What is needed here is an exact repetition of the records below, beginning at the line that has "fn default() ->" and stopping after the line that has "file doesn't exist.".

....

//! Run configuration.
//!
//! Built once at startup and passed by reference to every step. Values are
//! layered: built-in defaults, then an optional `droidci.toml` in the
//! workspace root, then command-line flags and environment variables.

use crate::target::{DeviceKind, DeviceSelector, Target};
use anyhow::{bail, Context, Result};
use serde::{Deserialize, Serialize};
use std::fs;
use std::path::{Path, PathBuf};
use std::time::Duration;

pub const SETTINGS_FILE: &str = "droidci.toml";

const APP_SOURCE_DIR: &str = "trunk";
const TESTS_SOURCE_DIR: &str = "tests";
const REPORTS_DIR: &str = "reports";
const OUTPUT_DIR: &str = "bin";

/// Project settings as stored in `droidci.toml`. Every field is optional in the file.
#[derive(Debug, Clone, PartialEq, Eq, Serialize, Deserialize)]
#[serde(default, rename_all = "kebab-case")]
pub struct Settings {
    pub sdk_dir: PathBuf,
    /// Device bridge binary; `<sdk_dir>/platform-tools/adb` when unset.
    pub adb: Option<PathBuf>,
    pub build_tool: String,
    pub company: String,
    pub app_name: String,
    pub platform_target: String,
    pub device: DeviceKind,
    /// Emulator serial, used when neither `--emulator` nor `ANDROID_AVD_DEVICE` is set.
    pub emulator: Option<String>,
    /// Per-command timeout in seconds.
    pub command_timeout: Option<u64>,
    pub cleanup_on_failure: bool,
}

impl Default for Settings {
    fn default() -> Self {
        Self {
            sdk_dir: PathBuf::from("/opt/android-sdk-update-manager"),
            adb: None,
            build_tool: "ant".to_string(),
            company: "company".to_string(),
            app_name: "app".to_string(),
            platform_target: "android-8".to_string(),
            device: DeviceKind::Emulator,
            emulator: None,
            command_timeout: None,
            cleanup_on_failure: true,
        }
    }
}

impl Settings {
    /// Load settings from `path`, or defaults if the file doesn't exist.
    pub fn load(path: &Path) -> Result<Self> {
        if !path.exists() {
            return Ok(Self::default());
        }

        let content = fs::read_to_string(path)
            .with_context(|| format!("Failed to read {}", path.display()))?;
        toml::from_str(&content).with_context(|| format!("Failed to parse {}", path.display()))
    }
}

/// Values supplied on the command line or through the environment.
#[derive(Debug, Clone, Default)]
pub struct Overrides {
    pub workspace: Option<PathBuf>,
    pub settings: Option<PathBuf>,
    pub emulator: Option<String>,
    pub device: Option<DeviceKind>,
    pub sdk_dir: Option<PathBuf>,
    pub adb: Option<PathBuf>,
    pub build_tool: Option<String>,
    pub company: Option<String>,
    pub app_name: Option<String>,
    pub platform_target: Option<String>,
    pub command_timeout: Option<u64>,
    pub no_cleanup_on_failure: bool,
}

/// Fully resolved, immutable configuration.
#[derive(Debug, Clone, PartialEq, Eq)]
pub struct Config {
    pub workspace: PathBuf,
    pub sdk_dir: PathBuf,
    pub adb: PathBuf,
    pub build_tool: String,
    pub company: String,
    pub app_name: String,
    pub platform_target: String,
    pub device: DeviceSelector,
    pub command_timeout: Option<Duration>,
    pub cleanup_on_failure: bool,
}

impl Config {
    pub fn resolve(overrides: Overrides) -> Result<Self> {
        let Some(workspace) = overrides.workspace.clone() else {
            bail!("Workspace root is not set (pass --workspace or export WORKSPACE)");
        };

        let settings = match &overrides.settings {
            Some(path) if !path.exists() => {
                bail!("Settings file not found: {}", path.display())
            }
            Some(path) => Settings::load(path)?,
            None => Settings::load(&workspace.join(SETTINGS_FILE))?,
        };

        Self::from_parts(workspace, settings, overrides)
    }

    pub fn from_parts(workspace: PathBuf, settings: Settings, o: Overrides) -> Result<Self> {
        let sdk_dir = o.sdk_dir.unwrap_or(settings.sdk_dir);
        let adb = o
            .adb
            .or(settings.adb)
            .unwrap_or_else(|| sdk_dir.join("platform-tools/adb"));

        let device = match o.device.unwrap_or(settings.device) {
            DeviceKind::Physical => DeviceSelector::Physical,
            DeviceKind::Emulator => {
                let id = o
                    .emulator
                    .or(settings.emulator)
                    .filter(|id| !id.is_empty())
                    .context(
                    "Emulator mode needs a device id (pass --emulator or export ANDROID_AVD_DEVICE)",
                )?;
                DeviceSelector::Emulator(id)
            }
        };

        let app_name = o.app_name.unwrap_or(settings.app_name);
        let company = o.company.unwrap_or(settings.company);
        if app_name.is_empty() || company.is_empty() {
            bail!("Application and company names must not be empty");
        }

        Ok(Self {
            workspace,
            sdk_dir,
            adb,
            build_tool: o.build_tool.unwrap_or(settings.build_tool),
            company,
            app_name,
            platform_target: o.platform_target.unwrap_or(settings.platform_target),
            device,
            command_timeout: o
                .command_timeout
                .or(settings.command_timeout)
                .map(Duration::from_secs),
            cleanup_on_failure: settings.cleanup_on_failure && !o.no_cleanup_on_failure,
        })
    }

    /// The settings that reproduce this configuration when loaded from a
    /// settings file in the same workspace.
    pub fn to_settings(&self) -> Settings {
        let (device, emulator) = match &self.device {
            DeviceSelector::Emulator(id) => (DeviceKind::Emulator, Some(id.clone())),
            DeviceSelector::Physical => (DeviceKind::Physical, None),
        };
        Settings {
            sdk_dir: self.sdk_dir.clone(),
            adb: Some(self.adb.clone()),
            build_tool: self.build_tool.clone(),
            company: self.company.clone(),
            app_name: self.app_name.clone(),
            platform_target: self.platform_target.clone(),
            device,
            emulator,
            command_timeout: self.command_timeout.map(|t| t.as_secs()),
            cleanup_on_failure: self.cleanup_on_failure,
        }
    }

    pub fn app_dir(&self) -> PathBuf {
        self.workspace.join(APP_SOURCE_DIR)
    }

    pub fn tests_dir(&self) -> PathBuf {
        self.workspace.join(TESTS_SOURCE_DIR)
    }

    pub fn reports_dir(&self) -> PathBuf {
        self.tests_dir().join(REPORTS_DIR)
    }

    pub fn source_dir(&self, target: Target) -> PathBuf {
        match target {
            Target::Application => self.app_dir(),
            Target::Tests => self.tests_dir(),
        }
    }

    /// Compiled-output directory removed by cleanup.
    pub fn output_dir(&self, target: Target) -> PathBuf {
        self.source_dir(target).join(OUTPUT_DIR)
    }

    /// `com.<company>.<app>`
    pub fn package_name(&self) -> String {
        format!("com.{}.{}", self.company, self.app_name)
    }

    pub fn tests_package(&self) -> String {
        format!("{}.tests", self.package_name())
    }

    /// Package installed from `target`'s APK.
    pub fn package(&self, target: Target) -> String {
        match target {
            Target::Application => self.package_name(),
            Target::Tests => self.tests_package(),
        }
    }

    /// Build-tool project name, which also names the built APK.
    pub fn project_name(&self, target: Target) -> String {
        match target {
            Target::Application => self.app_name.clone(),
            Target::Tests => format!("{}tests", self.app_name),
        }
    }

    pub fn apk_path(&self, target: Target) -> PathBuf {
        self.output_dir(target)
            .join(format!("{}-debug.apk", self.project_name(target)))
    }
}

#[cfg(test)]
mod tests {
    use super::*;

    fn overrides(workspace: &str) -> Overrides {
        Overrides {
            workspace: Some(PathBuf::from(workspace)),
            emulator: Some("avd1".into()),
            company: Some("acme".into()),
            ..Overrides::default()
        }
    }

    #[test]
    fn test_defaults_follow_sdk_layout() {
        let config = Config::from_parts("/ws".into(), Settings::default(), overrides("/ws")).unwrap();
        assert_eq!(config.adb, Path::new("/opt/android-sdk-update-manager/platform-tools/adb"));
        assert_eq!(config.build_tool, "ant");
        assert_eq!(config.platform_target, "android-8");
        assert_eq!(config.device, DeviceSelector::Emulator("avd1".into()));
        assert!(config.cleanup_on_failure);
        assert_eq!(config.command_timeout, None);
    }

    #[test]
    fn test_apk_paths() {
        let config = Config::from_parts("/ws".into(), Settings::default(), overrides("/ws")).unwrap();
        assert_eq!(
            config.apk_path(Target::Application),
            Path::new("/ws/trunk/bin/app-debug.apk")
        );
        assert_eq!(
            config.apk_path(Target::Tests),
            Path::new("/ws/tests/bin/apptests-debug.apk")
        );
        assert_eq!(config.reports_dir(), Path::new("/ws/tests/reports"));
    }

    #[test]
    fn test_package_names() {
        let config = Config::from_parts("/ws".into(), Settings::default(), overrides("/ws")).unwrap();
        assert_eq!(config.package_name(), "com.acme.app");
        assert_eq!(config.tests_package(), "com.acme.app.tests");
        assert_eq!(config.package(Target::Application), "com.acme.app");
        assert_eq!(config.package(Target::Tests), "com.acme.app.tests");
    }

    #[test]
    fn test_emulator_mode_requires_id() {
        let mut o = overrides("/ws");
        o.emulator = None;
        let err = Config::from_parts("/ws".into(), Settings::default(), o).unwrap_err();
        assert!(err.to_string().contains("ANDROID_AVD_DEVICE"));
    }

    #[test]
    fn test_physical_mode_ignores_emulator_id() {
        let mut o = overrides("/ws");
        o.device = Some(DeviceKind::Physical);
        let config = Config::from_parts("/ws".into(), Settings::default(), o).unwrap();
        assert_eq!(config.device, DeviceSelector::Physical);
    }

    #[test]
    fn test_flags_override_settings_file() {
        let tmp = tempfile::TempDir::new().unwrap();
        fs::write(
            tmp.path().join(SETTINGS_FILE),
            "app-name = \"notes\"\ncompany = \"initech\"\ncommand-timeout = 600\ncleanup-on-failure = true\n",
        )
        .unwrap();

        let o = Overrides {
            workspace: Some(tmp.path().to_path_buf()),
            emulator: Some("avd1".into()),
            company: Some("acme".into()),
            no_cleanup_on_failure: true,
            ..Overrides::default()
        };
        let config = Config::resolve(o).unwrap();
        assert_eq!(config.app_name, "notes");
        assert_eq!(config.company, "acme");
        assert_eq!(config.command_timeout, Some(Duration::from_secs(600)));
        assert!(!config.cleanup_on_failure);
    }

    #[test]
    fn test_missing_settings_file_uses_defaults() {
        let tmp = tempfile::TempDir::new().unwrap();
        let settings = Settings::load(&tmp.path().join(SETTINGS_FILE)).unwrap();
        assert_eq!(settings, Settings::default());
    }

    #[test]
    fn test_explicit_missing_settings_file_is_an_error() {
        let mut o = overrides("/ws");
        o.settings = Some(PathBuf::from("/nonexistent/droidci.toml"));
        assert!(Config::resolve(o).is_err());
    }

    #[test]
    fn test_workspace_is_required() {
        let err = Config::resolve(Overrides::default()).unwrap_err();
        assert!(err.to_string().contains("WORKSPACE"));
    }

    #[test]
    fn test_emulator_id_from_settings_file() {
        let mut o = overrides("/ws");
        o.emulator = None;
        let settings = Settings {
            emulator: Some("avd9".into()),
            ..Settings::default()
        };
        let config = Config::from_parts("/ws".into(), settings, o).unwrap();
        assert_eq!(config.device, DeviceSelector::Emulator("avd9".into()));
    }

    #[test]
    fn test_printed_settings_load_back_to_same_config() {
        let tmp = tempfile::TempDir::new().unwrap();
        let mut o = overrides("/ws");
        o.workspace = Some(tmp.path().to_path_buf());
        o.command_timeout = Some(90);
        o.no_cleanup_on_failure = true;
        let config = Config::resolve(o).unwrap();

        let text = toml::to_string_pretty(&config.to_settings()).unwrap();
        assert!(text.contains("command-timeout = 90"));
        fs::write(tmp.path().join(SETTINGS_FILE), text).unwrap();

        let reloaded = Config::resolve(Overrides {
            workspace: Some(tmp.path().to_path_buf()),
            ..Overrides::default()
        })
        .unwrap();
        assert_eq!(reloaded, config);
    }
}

....

Finished task:
    fn default() -> Self {
        Self {
            sdk_dir: PathBuf::from("/opt/android-sdk-update-manager"),
            adb: None,
            build_tool: "ant".to_string(),
            company: "company".to_string(),
            app_name: "app".to_string(),
            platform_target: "android-8".to_string(),
            device: DeviceKind::Emulator,
            emulator: None,
            command_timeout: None,
            cleanup_on_failure: true,
        }
    }
}

impl Settings {
    /// Load settings from `path`, or defaults if the file doesn't exist.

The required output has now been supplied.